Reproduce the records exactly, beginning with their first line and ending with the line that contains "errors for debugging.", and output nothing more.

--- Input data Enclosed Below ---

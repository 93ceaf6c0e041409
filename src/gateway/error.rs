//! Error types for generation backends.

use std::time::Duration;

use serde::{Deserialize, Serialize};
use thiserror::Error;

/// Additional context from backend errors for debugging.
#[derive(Debug, Clone, Default)]
pub struct ErrorContext {
    /// HTTP status code from the backend.
    pub http_status: Option<u16>,
    /// Backend-specific error code (e.g. "rate_limit_exceeded").
    pub provider_code: Option<String>,
    /// Request ID from the backend (x-request-id header).
    pub request_id: Option<String>,
}

impl ErrorContext {
    pub fn new() -> Self {
        Self::default()
    }

    pub fn with_status(mut self, status: u16) -> Self {
        self.http_status = Some(status);
        self
    }

    pub fn with_code(mut self, code: impl Into<String>) -> Self {
        self.provider_code = Some(code.into());
        self
    }

    pub fn with_request_id(mut self, id: impl Into<String>) -> Self {
        self.request_id = Some(id.into());
        self
    }
}

/// Errors that can occur when calling a backend.
///
/// The variants are distinguishable enough for the invoker to choose between
/// retrying and failing fast.
#[derive(Debug, Error)]
pub enum BackendError {
    /// Backend returned 429. Retryable.
    #[error("rate limited, retry after {retry_after:?}")]
    RateLimited {
        retry_after: Duration,
        context: Option<ErrorContext>,
    },

    /// Credentials rejected (401/403). Never retried.
    #[error("authentication failed: {message}")]
    Auth {
        message: String,
        context: Option<ErrorContext>,
    },

    /// Request rejected as invalid (other 4xx). Never retried.
    #[error("bad request: {message}")]
    BadRequest {
        message: String,
        context: Option<ErrorContext>,
    },

    /// Backend-side failure (5xx). Retryable.
    #[error("{backend} server error: {message}")]
    Server {
        backend: String,
        message: String,
        context: Option<ErrorContext>,
    },

    /// Response arrived but could not be interpreted.
    #[error("{backend} returned a malformed response: {message}")]
    MalformedResponse { backend: String, message: String },

    /// Request timed out. Retryable.
    #[error("timeout after {0:?}")]
    Timeout(Duration),

    /// HTTP/network error. Retryable.
    #[error("transport error: {0}")]
    Transport(#[from] reqwest::Error),

    /// Backend does not implement embeddings.
    #[error("{0} does not support embeddings")]
    EmbeddingsUnsupported(String),

    /// Backend is not configured or not reachable.
    #[error("{0} is unavailable")]
    Unavailable(String),

    /// Configuration error (missing API key, bad URL, etc.).
    #[error("configuration error: {0}")]
    Config(String),
}

impl BackendError {
    /// Create a rate limited error.
    pub fn rate_limited(retry_after: Duration, context: ErrorContext) -> Self {
        Self::RateLimited {
            retry_after,
            context: Some(context),
        }
    }

    /// Create an authentication error.
    pub fn auth(message: impl Into<String>) -> Self {
        Self::Auth {
            message: message.into(),
            context: None,
        }
    }

    /// Create a bad request error.
    pub fn bad_request(message: impl Into<String>) -> Self {
        Self::BadRequest {
            message: message.into(),
            context: None,
        }
    }

    /// Create a server error.
    pub fn server(backend: impl Into<String>, message: impl Into<String>) -> Self {
        Self::Server {
            backend: backend.into(),
            message: message.into(),
            context: None,
        }
    }

    /// Create a malformed response error.
    pub fn malformed(backend: impl Into<String>, message: impl Into<String>) -> Self {
        Self::MalformedResponse {
            backend: backend.into(),
            message: message.into(),
        }
    }

    /// Invalid local setup; never retried.
    pub fn config(message: impl Into<String>) -> Self {
        Self::Config(message.into())
    }

    /// Map a non-success HTTP status to the matching error kind.
    pub fn from_status(
        backend: &str,
        status: u16,
        message: impl Into<String>,
        context: ErrorContext,
        retry_after: Option<Duration>,
    ) -> Self {
        let message = message.into();
        match status {
            429 => Self::RateLimited {
                retry_after: retry_after.unwrap_or(Duration::from_secs(1)),
                context: Some(context),
            },
            401 | 403 => Self::Auth {
                message,
                context: Some(context),
            },
            408 => Self::Timeout(Duration::ZERO),
            400..=499 => Self::BadRequest {
                message,
                context: Some(context),
            },
            _ => Self::Server {
                backend: backend.to_string(),
                message,
                context: Some(context),
            },
        }
    }

    /// Transient failures the invoker may retry.
    pub fn is_retryable(&self) -> bool {
        match self {
            Self::RateLimited { .. } => true,
            Self::Server { .. } => true,
            Self::Timeout(_) => true,
            Self::Transport(e) => !e.is_builder() && !e.is_decode(),
            Self::Auth { .. } => false,
            Self::BadRequest { .. } => false,
            Self::MalformedResponse { .. } => false,
            Self::EmbeddingsUnsupported(_) => false,
            Self::Unavailable(_) => false,
            Self::Config(_) => false,
        }
    }

    /// Backend-suggested minimum wait before the next attempt.
    pub fn retry_after(&self) -> Option<Duration> {
        match self {
            Self::RateLimited { retry_after, .. } => Some(*retry_after),
            _ => None,
        }
    }

    /// Stable code for usage records and logs.
    pub fn code(&self) -> &'static str {
        match self {
            Self::RateLimited { .. } => "rate_limited",
            Self::Auth { .. } => "auth_error",
            Self::BadRequest { .. } => "bad_request",
            Self::Server { .. } => "server_error",
            Self::MalformedResponse { .. } => "malformed_response",
            Self::Timeout(_) => "timeout",
            Self::Transport(_) => "transport_error",
            Self::EmbeddingsUnsupported(_) => "embeddings_unsupported",
            Self::Unavailable(_) => "unavailable",
            Self::Config(_) => "config_error",
        }
    }

    /// Classify into the pipeline-level failure taxonomy.
    pub fn kind(&self) -> FailureKind {
        match self {
            Self::RateLimited { .. } => FailureKind::RateLimited,
            Self::Auth { .. } => FailureKind::Auth,
            Self::BadRequest { .. } => FailureKind::BadRequest,
            Self::Server { .. } | Self::Timeout(_) | Self::Transport(_) => FailureKind::Transport,
            Self::MalformedResponse { .. } => FailureKind::MalformedResponse,
            Self::EmbeddingsUnsupported(_) => FailureKind::EmbeddingUnavailable,
            Self::Unavailable(_) | Self::Config(_) => FailureKind::Configuration,
        }
    }

    /// Upstream details, for the variants that carry them.
    pub fn context(&self) -> Option<&ErrorContext> {
        match self {
            Self::RateLimited { context, .. } => context.as_ref(),
            Self::Auth { context, .. } => context.as_ref(),
            Self::BadRequest { context, .. } => context.as_ref(),
            Self::Server { context, .. } => context.as_ref(),
            _ => None,
        }
    }

    /// Upstream request id, for support tickets.
    pub fn request_id(&self) -> Option<&str> {
        self.context().and_then(|c| c.request_id.as_deref())
    }
}

/// Pipeline-level classification of a recorded failure.
#[derive(Debug, Clone, Copy, PartialEq, Eq, Hash, Serialize, Deserialize)]
#[serde(rename_all = "snake_case")]
pub enum FailureKind {
    /// No backend could be resolved for a stage.
    Configuration,
    /// Network, timeout, or 5xx failure that outlasted the retry ceiling.
    Transport,
    /// Rate limiting that outlasted the retry ceiling.
    RateLimited,
    /// Credentials rejected.
    Auth,
    /// Request rejected as invalid.
    BadRequest,
    /// Backend answered with something unusable.
    MalformedResponse,
    /// No embedding-capable backend was reachable.
    EmbeddingUnavailable,
    /// Judge pass failed; heuristic selection kept.
    JudgeFailure,
    /// Caller cancelled the work.
    Cancelled,
    /// Pipeline deadline elapsed before the work finished.
    DeadlineExceeded,
    /// Refinement input missing because an earlier stage produced nothing.
    UpstreamFailed,
    /// Saving or marking a candidate failed; the result is unaffected.
    Persistence,
}

impl FailureKind {
    pub fn as_str(&self) -> &'static str {
        match self {
            FailureKind::Configuration => "configuration",
            FailureKind::Transport => "transport",
            FailureKind::RateLimited => "rate_limited",
            FailureKind::Auth => "auth",
            FailureKind::BadRequest => "bad_request",
            FailureKind::MalformedResponse => "malformed_response",
            FailureKind::EmbeddingUnavailable => "embedding_unavailable",
            FailureKind::JudgeFailure => "judge_failure",
            FailureKind::Cancelled => "cancelled",
            FailureKind::DeadlineExceeded => "deadline_exceeded",
            FailureKind::UpstreamFailed => "upstream_failed",
            FailureKind::Persistence => "persistence",
        }
    }
}

impl std::fmt::Display for FailureKind {
    fn fmt(&self, f: &mut std::fmt::Formatter<'_>) -> std::fmt::Result {
        f.write_str(self.as_str())
    }
}

#[cfg(test)]
mod tests {
    use super::*;

    #[test]
    fn status_mapping_separates_retryable_from_fatal() {
        let ctx = ErrorContext::new();
        assert!(BackendError::from_status("x", 429, "", ctx.clone(), None).is_retryable());
        assert!(BackendError::from_status("x", 503, "", ctx.clone(), None).is_retryable());
        assert!(!BackendError::from_status("x", 400, "", ctx.clone(), None).is_retryable());
        assert!(!BackendError::from_status("x", 401, "", ctx.clone(), None).is_retryable());
        assert!(matches!(
            BackendError::from_status("x", 403, "", ctx, None),
            BackendError::Auth { .. }
        ));
    }

    #[test]
    fn rate_limit_carries_retry_after() {
        let err = BackendError::from_status(
            "x",
            429,
            "slow down",
            ErrorContext::new(),
            Some(Duration::from_secs(3)),
        );
        assert_eq!(err.retry_after(), Some(Duration::from_secs(3)));
        assert_eq!(err.kind(), FailureKind::RateLimited);
    }
}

--- End of Enclosed Input data ---

Task response
repository 93ceaf6c0e041409
filename src/gateway/error.rs
//! Error types for generation backends.

use std::time::Duration;

use serde::{Deserialize, Serialize};
use thiserror::Error;

/// Additional context from backend errors for debugging.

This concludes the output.